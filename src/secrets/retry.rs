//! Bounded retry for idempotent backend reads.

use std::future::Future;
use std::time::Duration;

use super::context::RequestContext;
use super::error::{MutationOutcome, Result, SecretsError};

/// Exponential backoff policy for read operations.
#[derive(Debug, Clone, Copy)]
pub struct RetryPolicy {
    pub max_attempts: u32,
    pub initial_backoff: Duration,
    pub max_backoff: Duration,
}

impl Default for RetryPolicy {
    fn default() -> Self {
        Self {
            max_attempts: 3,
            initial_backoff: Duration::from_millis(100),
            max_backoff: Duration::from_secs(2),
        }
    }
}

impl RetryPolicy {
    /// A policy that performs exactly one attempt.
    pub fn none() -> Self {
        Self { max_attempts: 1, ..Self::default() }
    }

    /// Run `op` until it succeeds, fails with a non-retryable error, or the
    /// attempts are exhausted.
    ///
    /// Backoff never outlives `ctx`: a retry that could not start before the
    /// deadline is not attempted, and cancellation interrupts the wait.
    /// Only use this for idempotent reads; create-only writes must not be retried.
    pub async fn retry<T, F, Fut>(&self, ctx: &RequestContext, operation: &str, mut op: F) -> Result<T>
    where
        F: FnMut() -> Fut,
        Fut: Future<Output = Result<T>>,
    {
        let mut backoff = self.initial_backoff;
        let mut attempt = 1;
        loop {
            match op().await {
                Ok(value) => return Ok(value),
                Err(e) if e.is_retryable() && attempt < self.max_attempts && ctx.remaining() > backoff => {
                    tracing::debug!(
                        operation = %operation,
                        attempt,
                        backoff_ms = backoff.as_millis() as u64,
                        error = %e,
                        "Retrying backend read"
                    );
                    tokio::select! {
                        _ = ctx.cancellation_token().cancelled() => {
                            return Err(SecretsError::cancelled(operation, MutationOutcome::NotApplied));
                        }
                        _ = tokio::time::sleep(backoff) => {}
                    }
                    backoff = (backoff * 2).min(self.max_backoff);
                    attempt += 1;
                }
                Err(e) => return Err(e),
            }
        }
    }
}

□ □ □ □ □ □ □

### Exercise requirements
Beginning with the line in which "not be retried." appears, set down each line through the last one in the listing, unchanged and with no extras.

### Answer section
    /// Only use this for idempotent reads; create-only writes must not be retried.
    pub async fn retry<T, F, Fut>(&self, ctx: &RequestContext, operation: &str, mut op: F) -> Result<T>
    where
        F: FnMut() -> Fut,
        Fut: Future<Output = Result<T>>,
    {
        let mut backoff = self.initial_backoff;
        let mut attempt = 1;
        loop {
            match op().await {
                Ok(value) => return Ok(value),
                Err(e) if e.is_retryable() && attempt < self.max_attempts && ctx.remaining() > backoff => {
                    tracing::debug!(
                        operation = %operation,
                        attempt,
                        backoff_ms = backoff.as_millis() as u64,
                        error = %e,
                        "Retrying backend read"
                    );
                    tokio::select! {
                        _ = ctx.cancellation_token().cancelled() => {
                            return Err(SecretsError::cancelled(operation, MutationOutcome::NotApplied));
                        }
                        _ = tokio::time::sleep(backoff) => {}
                    }
                    backoff = (backoff * 2).min(self.max_backoff);
                    attempt += 1;
                }
                Err(e) => return Err(e),
            }
        }
    }
}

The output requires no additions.